■ Data records:
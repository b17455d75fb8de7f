//! Keyframed 1D curves with monotone cubic interpolation.
//!
//! Terracing needs a smooth remap of [0,1] onto itself that never
//! overshoots between control points. Tangents follow Fritsch–Carlson, so
//! monotone keyframes always produce a monotone curve, and collinear
//! keyframes reproduce the straight line exactly.

use serde::{Deserialize, Serialize};

use crate::error::{Result, TerrainError};
use crate::heightfield::HeightField;

/// A control point of a curve.
#[derive(Clone, Copy, Debug, PartialEq, Serialize, Deserialize)]
pub struct Keyframe {
    /// Input coordinate.
    pub time: f32,
    /// Output value at `time`.
    pub value: f32,
}

impl Keyframe {
    pub fn new(time: f32, value: f32) -> Self {
        Self { time, value }
    }
}

/// A smooth curve through at least two keyframes.
#[derive(Clone, Debug, PartialEq, Serialize, Deserialize)]
#[serde(try_from = "Vec<Keyframe>", into = "Vec<Keyframe>")]
pub struct Curve {
    keys: Vec<Keyframe>,
    tangents: Vec<f32>,
}

impl Curve {
    /// Build a curve from keyframes. Keys are sorted by time; duplicate
    /// times, non-finite values, and fewer than two keys are rejected.
    ///
    /// Terrace curves usually carry three or more keys, but two are accepted
    /// on purpose: a two-key curve is the straight line between them, which
    /// is the simplest band remap.
    pub fn new(mut keys: Vec<Keyframe>) -> Result<Self> {
        if keys.len() < 2 {
            return Err(TerrainError::InvalidParameter(format!(
                "curve needs at least 2 keyframes, got {}",
                keys.len()
            )));
        }
        if keys.iter().any(|k| !k.time.is_finite() || !k.value.is_finite()) {
            return Err(TerrainError::InvalidParameter(
                "curve keyframes must be finite".to_string(),
            ));
        }
        keys.sort_by(|a, b| a.time.total_cmp(&b.time));
        if keys.windows(2).any(|w| w[1].time - w[0].time <= f32::EPSILON) {
            return Err(TerrainError::InvalidParameter(
                "curve keyframes must have distinct times".to_string(),
            ));
        }

        let tangents = fritsch_carlson_tangents(&keys);
        Ok(Self { keys, tangents })
    }

    /// Convenience constructor from `(time, value)` pairs.
    pub fn from_points(points: &[(f32, f32)]) -> Result<Self> {
        Self::new(points.iter().map(|&(t, v)| Keyframe::new(t, v)).collect())
    }

    /// y = x over [0,1], keyed at both ends and the midpoint.
    pub fn identity() -> Self {
        let keys = vec![
            Keyframe::new(0.0, 0.0),
            Keyframe::new(0.5, 0.5),
            Keyframe::new(1.0, 1.0),
        ];
        let tangents = fritsch_carlson_tangents(&keys);
        Self { keys, tangents }
    }

    /// A terrace step: flat for most of the band, then a steep riser.
    /// `sharpness` in [0,1) moves the riser toward the end of the band.
    pub fn terrace_step(sharpness: f32) -> Self {
        let knee = 0.5 + 0.45 * sharpness.clamp(0.0, 0.99);
        let keys = vec![
            Keyframe::new(0.0, 0.0),
            Keyframe::new(knee, 0.1 * (1.0 - sharpness.clamp(0.0, 0.99))),
            Keyframe::new(1.0, 1.0),
        ];
        let tangents = fritsch_carlson_tangents(&keys);
        Self { keys, tangents }
    }

    pub fn keys(&self) -> &[Keyframe] {
        &self.keys
    }

    /// Value at the last keyframe; used when extrapolating past the end.
    pub fn tail_value(&self) -> f32 {
        self.keys[self.keys.len() - 1].value
    }

    /// Evaluate the curve. Inputs outside the key range clamp to the end values.
    pub fn evaluate(&self, t: f32) -> f32 {
        let first = self.keys[0];
        let last = self.keys[self.keys.len() - 1];
        if t <= first.time {
            return first.value;
        }
        if t >= last.time {
            return last.value;
        }

        // First key strictly after t; segment is [seg, seg + 1].
        let seg = self.keys.partition_point(|k| k.time <= t) - 1;
        let k0 = self.keys[seg];
        let k1 = self.keys[seg + 1];
        let h = k1.time - k0.time;
        let s = (t - k0.time) / h;

        let s2 = s * s;
        let s3 = s2 * s;
        let h00 = 2.0 * s3 - 3.0 * s2 + 1.0;
        let h10 = s3 - 2.0 * s2 + s;
        let h01 = -2.0 * s3 + 3.0 * s2;
        let h11 = s3 - s2;

        h00 * k0.value
            + h10 * h * self.tangents[seg]
            + h01 * k1.value
            + h11 * h * self.tangents[seg + 1]
    }
}

impl TryFrom<Vec<Keyframe>> for Curve {
    type Error = TerrainError;

    fn try_from(keys: Vec<Keyframe>) -> Result<Self> {
        Curve::new(keys)
    }
}

impl From<Curve> for Vec<Keyframe> {
    fn from(curve: Curve) -> Self {
        curve.keys
    }
}

/// A set of terrace bands: ascending start heights, each with its own
/// shaping curve. Serializable so band sets can live in config files.
#[derive(Clone, Debug, PartialEq, Serialize, Deserialize)]
pub struct TerraceBands {
    pub starts: Vec<f32>,
    pub curves: Vec<Curve>,
}

impl TerraceBands {
    pub fn new(starts: Vec<f32>, curves: Vec<Curve>) -> Result<Self> {
        let bands = Self { starts, curves };
        // Validate once up front by terracing a single sample.
        HeightField::new(1, 1).quantize_bands(&bands.starts, &bands.curves)?;
        Ok(bands)
    }

    /// `count` equal-height bands sharing one step curve.
    pub fn uniform(count: usize, sharpness: f32) -> Result<Self> {
        if count == 0 {
            return Err(TerrainError::InvalidParameter(
                "terracing needs at least one band".to_string(),
            ));
        }
        let starts = (0..count).map(|k| k as f32 / count as f32).collect();
        let curves = vec![Curve::terrace_step(sharpness); count];
        Self::new(starts, curves)
    }

    pub fn len(&self) -> usize {
        self.starts.len()
    }

    pub fn is_empty(&self) -> bool {
        self.starts.is_empty()
    }

    pub fn apply(&self, field: &mut HeightField) -> Result<()> {
        field.quantize_bands(&self.starts, &self.curves)?;
        Ok(())
    }
}

fn fritsch_carlson_tangents(keys: &[Keyframe]) -> Vec<f32> {
    let n = keys.len();
    let secants: Vec<f32> = keys
        .windows(2)
        .map(|w| (w[1].value - w[0].value) / (w[1].time - w[0].time))
        .collect();

    let mut m = vec![0.0f32; n];
    m[0] = secants[0];
    m[n - 1] = secants[n - 2];
    for k in 1..n - 1 {
        let (a, b) = (secants[k - 1], secants[k]);
        m[k] = if a * b <= 0.0 { 0.0 } else { (a + b) * 0.5 };
    }

    // Limit tangents so each segment stays monotone.
    for k in 0..n - 1 {
        let d = secants[k];
        if d.abs() < f32::EPSILON {
            m[k] = 0.0;
            m[k + 1] = 0.0;
            continue;
        }
        let a = m[k] / d;
        let b = m[k + 1] / d;
        let s = a * a + b * b;
        if s > 9.0 {
            let tau = 3.0 / s.sqrt();
            m[k] = tau * a * d;
            m[k + 1] = tau * b * d;
        }
    }

    m
}

#[cfg(test)]
mod tests {
    use super::*;

    #[test]
    fn test_identity_reproduces_input() {
        let curve = Curve::identity();
        for i in 0..=20 {
            let t = i as f32 / 20.0;
            assert!((curve.evaluate(t) - t).abs() < 1e-5, "t = {}", t);
        }
    }

    #[test]
    fn test_passes_through_keys() {
        let curve = Curve::from_points(&[(0.0, 0.0), (0.3, 0.7), (1.0, 1.0)]).unwrap();
        assert!((curve.evaluate(0.3) - 0.7).abs() < 1e-6);
        assert!((curve.evaluate(1.0) - 1.0).abs() < 1e-6);
    }

    #[test]
    fn test_monotone_data_stays_monotone() {
        let curve = Curve::from_points(&[(0.0, 0.0), (0.1, 0.8), (0.2, 0.85), (1.0, 1.0)]).unwrap();
        let mut prev = curve.evaluate(0.0);
        for i in 1..=200 {
            let v = curve.evaluate(i as f32 / 200.0);
            assert!(v >= prev - 1e-6, "curve decreased at step {}", i);
            assert!(v <= 1.0 + 1e-6);
            prev = v;
        }
    }

    #[test]
    fn test_clamps_outside_range() {
        let curve = Curve::from_points(&[(0.2, 0.1), (0.8, 0.9)]).unwrap();
        assert_eq!(curve.evaluate(-1.0), 0.1);
        assert_eq!(curve.evaluate(2.0), 0.9);
        assert_eq!(curve.tail_value(), 0.9);
    }

    #[test]
    fn test_two_keys_make_a_straight_line() {
        let curve = Curve::from_points(&[(0.0, 0.2), (1.0, 0.6)]).unwrap();
        for i in 0..=10 {
            let t = i as f32 / 10.0;
            assert!((curve.evaluate(t) - (0.2 + 0.4 * t)).abs() < 1e-5, "t = {}", t);
        }
    }

    #[test]
    fn test_rejects_bad_keys() {
        assert!(Curve::from_points(&[(0.0, 0.0)]).is_err());
        assert!(Curve::from_points(&[(0.5, 0.0), (0.5, 1.0)]).is_err());
        assert!(Curve::from_points(&[(0.0, f32::NAN), (1.0, 1.0)]).is_err());
    }

    #[test]
    fn test_unsorted_keys_are_sorted() {
        let curve = Curve::from_points(&[(1.0, 1.0), (0.0, 0.0), (0.5, 0.5)]).unwrap();
        assert_eq!(curve.keys()[0].time, 0.0);
        assert!((curve.evaluate(0.25) - 0.25).abs() < 1e-5);
    }

    #[test]
    fn test_serde_round_trip_rebuilds_tangents() {
        let curve = Curve::terrace_step(0.5);
        let json = serde_json::to_string(&curve).unwrap();
        let back: Curve = serde_json::from_str(&json).unwrap();
        assert_eq!(curve, back);
    }

    #[test]
    fn test_uniform_bands_make_flat_steps() {
        let bands = TerraceBands::uniform(4, 0.9).unwrap();
        assert_eq!(bands.len(), 4);

        let mut field = HeightField::from_fn(2, 1, |x, _| [0.26, 0.30][x]);
        bands.apply(&mut field).unwrap();
        // Both samples sit early in band 1, on the flat tread.
        assert!((field.get(0, 0) - field.get(1, 0)).abs() < 0.01);
        assert!(field.get(0, 0) >= 0.25);
    }

    #[test]
    fn test_bands_reject_mismatch() {
        assert!(TerraceBands::new(vec![0.0, 0.5], vec![Curve::identity()]).is_err());
        assert!(TerraceBands::new(vec![0.5, 0.2], vec![Curve::identity(); 2]).is_err());
        assert!(TerraceBands::uniform(0, 0.5).is_err());
    }
}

■ Task item:
All lines above from the one containing "let k1 = self.keys[seg + 1];" to the one containing "if count == 0" must be repeated exactly, both lines included, and no others.

■ Reply to the exercise:
        let k1 = self.keys[seg + 1];
        let h = k1.time - k0.time;
        let s = (t - k0.time) / h;

        let s2 = s * s;
        let s3 = s2 * s;
        let h00 = 2.0 * s3 - 3.0 * s2 + 1.0;
        let h10 = s3 - 2.0 * s2 + s;
        let h01 = -2.0 * s3 + 3.0 * s2;
        let h11 = s3 - s2;

        h00 * k0.value
            + h10 * h * self.tangents[seg]
            + h01 * k1.value
            + h11 * h * self.tangents[seg + 1]
    }
}

impl TryFrom<Vec<Keyframe>> for Curve {
    type Error = TerrainError;

    fn try_from(keys: Vec<Keyframe>) -> Result<Self> {
        Curve::new(keys)
    }
}

impl From<Curve> for Vec<Keyframe> {
    fn from(curve: Curve) -> Self {
        curve.keys
    }
}

/// A set of terrace bands: ascending start heights, each with its own
/// shaping curve. Serializable so band sets can live in config files.
#[derive(Clone, Debug, PartialEq, Serialize, Deserialize)]
pub struct TerraceBands {
    pub starts: Vec<f32>,
    pub curves: Vec<Curve>,
}

impl TerraceBands {
    pub fn new(starts: Vec<f32>, curves: Vec<Curve>) -> Result<Self> {
        let bands = Self { starts, curves };
        // Validate once up front by terracing a single sample.
        HeightField::new(1, 1).quantize_bands(&bands.starts, &bands.curves)?;
        Ok(bands)
    }

    /// `count` equal-height bands sharing one step curve.
    pub fn uniform(count: usize, sharpness: f32) -> Result<Self> {
        if count == 0 {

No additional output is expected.